### ABOUT THIS EXERCISE
The lines from the top of the data down to the line with "assert_eq!(positions.remove(Entity::from_raw(10_000)), None);" should be repeated exactly, both ends included.
=====
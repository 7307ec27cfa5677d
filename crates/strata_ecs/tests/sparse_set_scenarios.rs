//! # Sparse Set Scenario Tests
//!
//! End-to-end behavior of a single storage through the public API.

use strata_ecs::{EcsConfig, Entity, EntityAllocator, SparseSet};

#[derive(Debug, Clone, Copy, PartialEq)]
struct Position {
    x: f32,
    y: f32,
}

/// Checks the sparse/dense cross-links through the public accessors.
fn assert_linked<T>(set: &SparseSet<T>)
where
    T: 'static,
{
    assert_eq!(set.dense().len(), set.components().len());
    for (i, &entity) in set.dense().iter().enumerate() {
        assert_eq!(set.index_of(entity), Some(i), "{entity} is not linked to slot {i}");
    }
}

/// Test: 300 entities force one growth of the sparse index.
#[test]
fn test_growth_past_first_block() {
    let mut entities = EntityAllocator::new();
    let mut positions = SparseSet::new();

    let ids: Vec<Entity> = (0..300).map(|_| entities.create()).collect();
    for (i, &e) in ids.iter().enumerate() {
        positions.emplace(e, Position { x: i as f32, y: 0.0 });
    }

    assert_eq!(positions.len(), 300);
    assert_eq!(positions.sparse_capacity(), 512);
    assert_eq!(positions.sparse_capacity() % EcsConfig::default().sparse_block_size, 0);
    for (i, &e) in ids.iter().enumerate() {
        assert_eq!(positions.get(e).map(|p| p.x), Some(i as f32));
    }
    assert_linked(&positions);
}

/// Test: removing an entity that never had the component changes nothing.
#[test]
fn test_remove_never_emplaced() {
    let mut positions = SparseSet::new();
    positions.emplace(Entity::from_raw(1), Position { x: 1.0, y: 1.0 });
    positions.emplace(Entity::from_raw(2), Position { x: 2.0, y: 2.0 });
    let before: Vec<Entity> = positions.dense().to_vec();

    assert_eq!(positions.remove(Entity::from_raw(7)), None);
    assert_eq!(positions.remove(Entity::from_raw(10_000)), None);

    assert_eq!(positions.dense(), before.as_slice());
    assert_eq!(positions.sparse_capacity(), 256);
    assert_linked(&positions);
}

/// Test: removal keeps every remaining entity reachable.
#[test]
fn test_removal_from_the_middle() {
    let mut positions = SparseSet::new();
    for raw in 0..5 {
        positions.emplace(Entity::from_raw(raw), Position { x: raw as f32, y: 0.0 });
    }

    let removed = positions.remove(Entity::from_raw(1));
    assert_eq!(removed, Some(Position { x: 1.0, y: 0.0 }));
    assert_eq!(positions.len(), 4);
    assert!(!positions.contains(Entity::from_raw(1)));

    // The last entity filled the hole.
    assert_eq!(positions.dense()[1], Entity::from_raw(4));
    assert_eq!(positions.get(Entity::from_raw(4)).map(|p| p.x), Some(4.0));
    assert_linked(&positions);
}

/// Test: an entity can be given the component again after removal.
#[test]
fn test_reemplace_after_remove() {
    let mut positions = SparseSet::new();
    let e = Entity::from_raw(42);

    positions.emplace(e, Position { x: 1.0, y: 1.0 });
    positions.remove(e);
    assert_eq!(positions.emplace(e, Position { x: 2.0, y: 2.0 }), None);
    assert_eq!(positions.get(e), Some(&Position { x: 2.0, y: 2.0 }));
    assert_linked(&positions);
}

/// Test: a small block size from TOML drives growth granularity.
#[test]
fn test_config_from_toml_controls_growth() {
    let config = EcsConfig::from_toml_str("sparse_block_size = 16\ndense_capacity = 8").unwrap();
    let mut positions = SparseSet::with_config(config);

    assert_eq!(positions.sparse_capacity(), 16);
    positions.emplace(Entity::from_raw(40), Position { x: 0.0, y: 0.0 });
    assert_eq!(positions.sparse_capacity(), 48);
}
use chrono::{DateTime, Local};
use serde::Serialize;

/// Fixed `YYYY-MM-DD HH:MM:SS` pattern used for every timestamp in a record.
pub const TIME_FORMAT: &str = "%Y-%m-%d %H:%M:%S";

pub const COMPANY_ID_KEY: &str = "CompanyID";
pub const USER_ID_KEY: &str = "UserID";
pub const PERMISSION_KEY: &str = "Permission";
pub const EMPTY_STRING: &str = "";

pub fn format_time(time: DateTime<Local>) -> String {
    time.format(TIME_FORMAT).to_string()
}

pub fn now_formatted() -> String {
    format_time(Local::now())
}

/// Serializes `value` to JSON text. A serialization failure yields the
/// error message instead, so callers on the logging path never fail.
pub fn to_json_string<T: Serialize + ?Sized>(value: &T) -> String {
    match serde_json::to_string(value) {
        Ok(s) => s,
        Err(e) => e.to_string(),
    }
}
=====
### ANSWER TO THE PROBLEM
repository 7307ec27cfa5677d
filename crates/strata_ecs/tests/sparse_set_scenarios.rs
//! # Sparse Set Scenario Tests
//!
//! End-to-end behavior of a single storage through the public API.

use strata_ecs::{EcsConfig, Entity, EntityAllocator, SparseSet};

#[derive(Debug, Clone, Copy, PartialEq)]
struct Position {
    x: f32,
    y: f32,
}

/// Checks the sparse/dense cross-links through the public accessors.
fn assert_linked<T>(set: &SparseSet<T>)
where
    T: 'static,
{
    assert_eq!(set.dense().len(), set.components().len());
    for (i, &entity) in set.dense().iter().enumerate() {
        assert_eq!(set.index_of(entity), Some(i), "{entity} is not linked to slot {i}");
    }
}

/// Test: 300 entities force one growth of the sparse index.
#[test]
fn test_growth_past_first_block() {
    let mut entities = EntityAllocator::new();
    let mut positions = SparseSet::new();

    let ids: Vec<Entity> = (0..300).map(|_| entities.create()).collect();
    for (i, &e) in ids.iter().enumerate() {
        positions.emplace(e, Position { x: i as f32, y: 0.0 });
    }

    assert_eq!(positions.len(), 300);
    assert_eq!(positions.sparse_capacity(), 512);
    assert_eq!(positions.sparse_capacity() % EcsConfig::default().sparse_block_size, 0);
    for (i, &e) in ids.iter().enumerate() {
        assert_eq!(positions.get(e).map(|p| p.x), Some(i as f32));
    }
    assert_linked(&positions);
}

/// Test: removing an entity that never had the component changes nothing.
#[test]
fn test_remove_never_emplaced() {
    let mut positions = SparseSet::new();
    positions.emplace(Entity::from_raw(1), Position { x: 1.0, y: 1.0 });
    positions.emplace(Entity::from_raw(2), Position { x: 2.0, y: 2.0 });
    let before: Vec<Entity> = positions.dense().to_vec();

    assert_eq!(positions.remove(Entity::from_raw(7)), None);
    assert_eq!(positions.remove(Entity::from_raw(10_000)), None);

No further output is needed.